TRY IT => Return every line of the listing, exactly as it reads.

SOURCE MATERIAL =>
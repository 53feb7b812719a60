//! Dependency resolution: cycle detection, topological batching and
//! critical-path analysis over a task set's `Hard` dependency edges.
//!
//! `Soft` edges are informational only — they never enter the graph built
//! here and can never force a cycle or a batch boundary.

use std::collections::{HashMap, HashSet};

use uuid::Uuid;

use crate::domain::errors::{DomainError, DomainResult};
use crate::domain::models::Task;

#[derive(Debug, Clone, Default)]
pub struct DependencyResolver;

fn hard_graph(tasks: &[Task]) -> HashMap<Uuid, Vec<Uuid>> {
    let mut graph: HashMap<Uuid, Vec<Uuid>> = HashMap::new();
    for task in tasks {
        graph.entry(task.id).or_default();
        for dep in task.hard_dependencies() {
            graph.entry(dep).or_default().push(task.id);
        }
    }
    graph
}

fn dfs_cycle(
    node: Uuid,
    graph: &HashMap<Uuid, Vec<Uuid>>,
    visited: &mut HashSet<Uuid>,
    rec_stack: &mut HashSet<Uuid>,
    path: &mut Vec<Uuid>,
) -> bool {
    visited.insert(node);
    rec_stack.insert(node);
    path.push(node);

    if let Some(neighbors) = graph.get(&node) {
        for &neighbor in neighbors {
            if !visited.contains(&neighbor) {
                if dfs_cycle(neighbor, graph, visited, rec_stack, path) {
                    return true;
                }
            } else if rec_stack.contains(&neighbor) {
                if let Some(start) = path.iter().position(|&id| id == neighbor) {
                    path.drain(0..start);
                }
                return true;
            }
        }
    }

    rec_stack.remove(&node);
    path.pop();
    false
}

impl DependencyResolver {
    pub fn new() -> Self {
        Self
    }

    /// Every `Hard` dependency a task names must point at a task in the
    /// same set (itself excluded).
    pub fn validate_dependencies(&self, task: &Task, available: &[Task]) -> DomainResult<()> {
        let available_ids: HashSet<Uuid> = available.iter().map(|t| t.id).collect();
        for dep in task.hard_dependencies() {
            if dep != task.id && !available_ids.contains(&dep) {
                return Err(DomainError::DanglingDependency {
                    task: task.id,
                    missing: dep,
                });
            }
        }
        Ok(())
    }

    /// Returns the offending cycle (task ids, in cycle order) if the `Hard`
    /// edges of `tasks` contain one.
    pub fn detect_cycle(&self, tasks: &[Task]) -> Option<Vec<Uuid>> {
        let graph = hard_graph(tasks);
        let mut visited = HashSet::new();
        let mut rec_stack = HashSet::new();
        let mut path = Vec::new();

        for task in tasks {
            if !visited.contains(&task.id)
                && dfs_cycle(task.id, &graph, &mut visited, &mut rec_stack, &mut path)
            {
                return Some(path);
            }
        }
        None
    }

    /// Kahn's algorithm, partitioned into ready-frontier layers: batch N is
    /// every task whose `Hard` dependencies all finished in batches `0..N`.
    /// Each returned `Vec<Uuid>` is one layer; order across layers is
    /// dependency order, within a layer tasks are sorted by ascending
    /// `priority` (ties broken by id).
    pub fn topological_batches(&self, tasks: &[Task]) -> DomainResult<Vec<Vec<Uuid>>> {
        if let Some(cycle) = self.detect_cycle(tasks) {
            return Err(DomainError::CycleDetected(cycle[0]));
        }

        let by_id: HashMap<Uuid, &Task> = tasks.iter().map(|t| (t.id, t)).collect();

        let mut in_degree: HashMap<Uuid, usize> = HashMap::new();
        let mut dependents: HashMap<Uuid, Vec<Uuid>> = HashMap::new();
        for task in tasks {
            in_degree.entry(task.id).or_insert(0);
            for dep in task.hard_dependencies() {
                dependents.entry(dep).or_default().push(task.id);
                *in_degree.entry(task.id).or_insert(0) += 1;
            }
        }

        let mut remaining = in_degree.clone();
        let mut resolved_count = 0;
        let mut batches = Vec::new();

        loop {
            let mut ready: Vec<Uuid> = remaining
                .iter()
                .filter(|&(_, &deg)| deg == 0)
                .map(|(&id, _)| id)
                .collect();
            if ready.is_empty() {
                break;
            }
            ready.sort_by_key(|id| (by_id[id].priority, *id));
            for id in &ready {
                remaining.remove(id);
                resolved_count += 1;
            }
            for id in &ready {
                if let Some(deps) = dependents.get(id) {
                    for &d in deps {
                        if let Some(deg) = remaining.get_mut(&d) {
                            *deg -= 1;
                        }
                    }
                }
            }
            batches.push(ready);
        }

        if resolved_count != tasks.len() {
            return Err(DomainError::EmptyPlan);
        }

        Ok(batches)
    }

    /// Longest `Hard`-edge chain ending at `task`, the critical-path length
    /// used to prioritize batch scheduling.
    pub fn critical_path_depth(&self, task: &Task, all_tasks: &[Task]) -> DomainResult<u32> {
        let by_id: HashMap<Uuid, &Task> = all_tasks.iter().map(|t| (t.id, t)).collect();
        let mut visiting = HashSet::new();
        depth_recursive(task, &by_id, &mut visiting)
    }
}

fn depth_recursive(
    task: &Task,
    by_id: &HashMap<Uuid, &Task>,
    visiting: &mut HashSet<Uuid>,
) -> DomainResult<u32> {
    if visiting.contains(&task.id) {
        return Err(DomainError::CycleDetected(task.id));
    }
    visiting.insert(task.id);

    let mut max_depth = 0;
    for dep in task.hard_dependencies() {
        if let Some(&dep_task) = by_id.get(&dep) {
            max_depth = max_depth.max(depth_recursive(dep_task, by_id, visiting)?.saturating_add(1));
        }
    }

    visiting.remove(&task.id);
    Ok(max_depth)
}

#[cfg(test)]
mod tests {
    use super::*;
    use crate::domain::models::task::Dependency;

    fn task_with_deps(epic: Uuid, hard_on: &[Uuid]) -> Task {
        let mut t = Task::new(epic, "do it", "edit file.rs", 0);
        for &d in hard_on {
            t.depends_on.push(Dependency::hard(d));
        }
        t
    }

    #[test]
    fn detects_no_cycle_in_chain() {
        let epic = Uuid::new_v4();
        let a = task_with_deps(epic, &[]);
        let b = task_with_deps(epic, &[a.id]);
        let resolver = DependencyResolver::new();
        assert!(resolver.detect_cycle(&[a, b]).is_none());
    }

    #[test]
    fn detects_cycle() {
        let epic = Uuid::new_v4();
        let mut a = task_with_deps(epic, &[]);
        let mut b = task_with_deps(epic, &[]);
        a.depends_on.push(Dependency::hard(b.id));
        b.depends_on.push(Dependency::hard(a.id));
        let resolver = DependencyResolver::new();
        assert!(resolver.detect_cycle(&[a, b]).is_some());
    }

    #[test]
    fn soft_edges_never_create_cycles() {
        let epic = Uuid::new_v4();
        let mut a = task_with_deps(epic, &[]);
        let mut b = task_with_deps(epic, &[]);
        a.depends_on.push(Dependency::soft(b.id));
        b.depends_on.push(Dependency::soft(a.id));
        let resolver = DependencyResolver::new();
        assert!(resolver.detect_cycle(&[a, b]).is_none());
    }

    #[test]
    fn topological_batches_layers_independent_tasks_together() {
        let epic = Uuid::new_v4();
        let a = task_with_deps(epic, &[]);
        let b = task_with_deps(epic, &[]);
        let c = task_with_deps(epic, &[a.id, b.id]);
        let resolver = DependencyResolver::new();
        let batches = resolver
            .topological_batches(&[a.clone(), b.clone(), c.clone()])
            .unwrap();
        assert_eq!(batches.len(), 2);
        assert_eq!(batches[0].len(), 2);
        assert_eq!(batches[1], vec![c.id]);
    }

    #[test]
    fn dangling_hard_dependency_rejected() {
        let epic = Uuid::new_v4();
        let t = task_with_deps(epic, &[Uuid::new_v4()]);
        let resolver = DependencyResolver::new();
        assert!(resolver.validate_dependencies(&t, &[]).is_err());
    }
}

OUTPUT =>
repository 53feb7b812719a60
//! Dependency resolution: cycle detection, topological batching and
//! critical-path analysis over a task set's `Hard` dependency edges.
//!
//! `Soft` edges are informational only — they never enter the graph built
//! here and can never force a cycle or a batch boundary.

use std::collections::{HashMap, HashSet};

use uuid::Uuid;

use crate::domain::errors::{DomainError, DomainResult};
use crate::domain::models::Task;

#[derive(Debug, Clone, Default)]
pub struct DependencyResolver;

fn hard_graph(tasks: &[Task]) -> HashMap<Uuid, Vec<Uuid>> {
    let mut graph: HashMap<Uuid, Vec<Uuid>> = HashMap::new();
    for task in tasks {
        graph.entry(task.id).or_default();
        for dep in task.hard_dependencies() {
            graph.entry(dep).or_default().push(task.id);
        }
    }
    graph
}

fn dfs_cycle(
    node: Uuid,
    graph: &HashMap<Uuid, Vec<Uuid>>,
    visited: &mut HashSet<Uuid>,
    rec_stack: &mut HashSet<Uuid>,
    path: &mut Vec<Uuid>,
) -> bool {
    visited.insert(node);
    rec_stack.insert(node);
    path.push(node);

    if let Some(neighbors) = graph.get(&node) {
        for &neighbor in neighbors {
            if !visited.contains(&neighbor) {
                if dfs_cycle(neighbor, graph, visited, rec_stack, path) {
                    return true;
                }
            } else if rec_stack.contains(&neighbor) {
                if let Some(start) = path.iter().position(|&id| id == neighbor) {
                    path.drain(0..start);
                }
                return true;
            }
        }
    }

    rec_stack.remove(&node);
    path.pop();
    false
}

impl DependencyResolver {
    pub fn new() -> Self {
        Self
    }

    /// Every `Hard` dependency a task names must point at a task in the
    /// same set (itself excluded).
    pub fn validate_dependencies(&self, task: &Task, available: &[Task]) -> DomainResult<()> {
        let available_ids: HashSet<Uuid> = available.iter().map(|t| t.id).collect();
        for dep in task.hard_dependencies() {
            if dep != task.id && !available_ids.contains(&dep) {
                return Err(DomainError::DanglingDependency {
                    task: task.id,
                    missing: dep,
                });
            }
        }
        Ok(())
    }

    /// Returns the offending cycle (task ids, in cycle order) if the `Hard`
    /// edges of `tasks` contain one.
    pub fn detect_cycle(&self, tasks: &[Task]) -> Option<Vec<Uuid>> {
        let graph = hard_graph(tasks);
        let mut visited = HashSet::new();
        let mut rec_stack = HashSet::new();
        let mut path = Vec::new();

        for task in tasks {
            if !visited.contains(&task.id)
                && dfs_cycle(task.id, &graph, &mut visited, &mut rec_stack, &mut path)
            {
                return Some(path);
            }
        }
        None
    }

    /// Kahn's algorithm, partitioned into ready-frontier layers: batch N is
    /// every task whose `Hard` dependencies all finished in batches `0..N`.
    /// Each returned `Vec<Uuid>` is one layer; order across layers is
    /// dependency order, within a layer tasks are sorted by ascending
    /// `priority` (ties broken by id).
    pub fn topological_batches(&self, tasks: &[Task]) -> DomainResult<Vec<Vec<Uuid>>> {
        if let Some(cycle) = self.detect_cycle(tasks) {
            return Err(DomainError::CycleDetected(cycle[0]));
        }

        let by_id: HashMap<Uuid, &Task> = tasks.iter().map(|t| (t.id, t)).collect();

        let mut in_degree: HashMap<Uuid, usize> = HashMap::new();
        let mut dependents: HashMap<Uuid, Vec<Uuid>> = HashMap::new();
        for task in tasks {
            in_degree.entry(task.id).or_insert(0);
            for dep in task.hard_dependencies() {
                dependents.entry(dep).or_default().push(task.id);
                *in_degree.entry(task.id).or_insert(0) += 1;
            }
        }

        let mut remaining = in_degree.clone();
        let mut resolved_count = 0;
        let mut batches = Vec::new();

        loop {
            let mut ready: Vec<Uuid> = remaining
                .iter()
                .filter(|&(_, &deg)| deg == 0)
                .map(|(&id, _)| id)
                .collect();
            if ready.is_empty() {
                break;
            }
            ready.sort_by_key(|id| (by_id[id].priority, *id));
            for id in &ready {
                remaining.remove(id);
                resolved_count += 1;
            }
            for id in &ready {
                if let Some(deps) = dependents.get(id) {
                    for &d in deps {
                        if let Some(deg) = remaining.get_mut(&d) {
                            *deg -= 1;
                        }
                    }
                }
            }
            batches.push(ready);
        }

        if resolved_count != tasks.len() {
            return Err(DomainError::EmptyPlan);
        }

        Ok(batches)
    }

    /// Longest `Hard`-edge chain ending at `task`, the critical-path length
    /// used to prioritize batch scheduling.
    pub fn critical_path_depth(&self, task: &Task, all_tasks: &[Task]) -> DomainResult<u32> {
        let by_id: HashMap<Uuid, &Task> = all_tasks.iter().map(|t| (t.id, t)).collect();
        let mut visiting = HashSet::new();
        depth_recursive(task, &by_id, &mut visiting)
    }
}

fn depth_recursive(
    task: &Task,
    by_id: &HashMap<Uuid, &Task>,
    visiting: &mut HashSet<Uuid>,
) -> DomainResult<u32> {
    if visiting.contains(&task.id) {
        return Err(DomainError::CycleDetected(task.id));
    }
    visiting.insert(task.id);

    let mut max_depth = 0;
    for dep in task.hard_dependencies() {
        if let Some(&dep_task) = by_id.get(&dep) {
            max_depth = max_depth.max(depth_recursive(dep_task, by_id, visiting)?.saturating_add(1));
        }
    }

    visiting.remove(&task.id);
    Ok(max_depth)
}

#[cfg(test)]
mod tests {
    use super::*;
    use crate::domain::models::task::Dependency;

    fn task_with_deps(epic: Uuid, hard_on: &[Uuid]) -> Task {
        let mut t = Task::new(epic, "do it", "edit file.rs", 0);
        for &d in hard_on {
            t.depends_on.push(Dependency::hard(d));
        }
        t
    }

    #[test]
    fn detects_no_cycle_in_chain() {
        let epic = Uuid::new_v4();
        let a = task_with_deps(epic, &[]);
        let b = task_with_deps(epic, &[a.id]);
        let resolver = DependencyResolver::new();
        assert!(resolver.detect_cycle(&[a, b]).is_none());
    }

    #[test]
    fn detects_cycle() {
        let epic = Uuid::new_v4();
        let mut a = task_with_deps(epic, &[]);
        let mut b = task_with_deps(epic, &[]);
        a.depends_on.push(Dependency::hard(b.id));
        b.depends_on.push(Dependency::hard(a.id));
        let resolver = DependencyResolver::new();
        assert!(resolver.detect_cycle(&[a, b]).is_some());
    }

    #[test]
    fn soft_edges_never_create_cycles() {
        let epic = Uuid::new_v4();
        let mut a = task_with_deps(epic, &[]);
        let mut b = task_with_deps(epic, &[]);
        a.depends_on.push(Dependency::soft(b.id));
        b.depends_on.push(Dependency::soft(a.id));
        let resolver = DependencyResolver::new();
        assert!(resolver.detect_cycle(&[a, b]).is_none());
    }

    #[test]
    fn topological_batches_layers_independent_tasks_together() {
        let epic = Uuid::new_v4();
        let a = task_with_deps(epic, &[]);
        let b = task_with_deps(epic, &[]);
        let c = task_with_deps(epic, &[a.id, b.id]);
        let resolver = DependencyResolver::new();
        let batches = resolver
            .topological_batches(&[a.clone(), b.clone(), c.clone()])
            .unwrap();
        assert_eq!(batches.len(), 2);
        assert_eq!(batches[0].len(), 2);
        assert_eq!(batches[1], vec![c.id]);
    }

    #[test]
    fn dangling_hard_dependency_rejected() {
        let epic = Uuid::new_v4();
        let t = task_with_deps(epic, &[Uuid::new_v4()]);
        let resolver = DependencyResolver::new();
        assert!(resolver.validate_dependencies(&t, &[]).is_err());
    }
}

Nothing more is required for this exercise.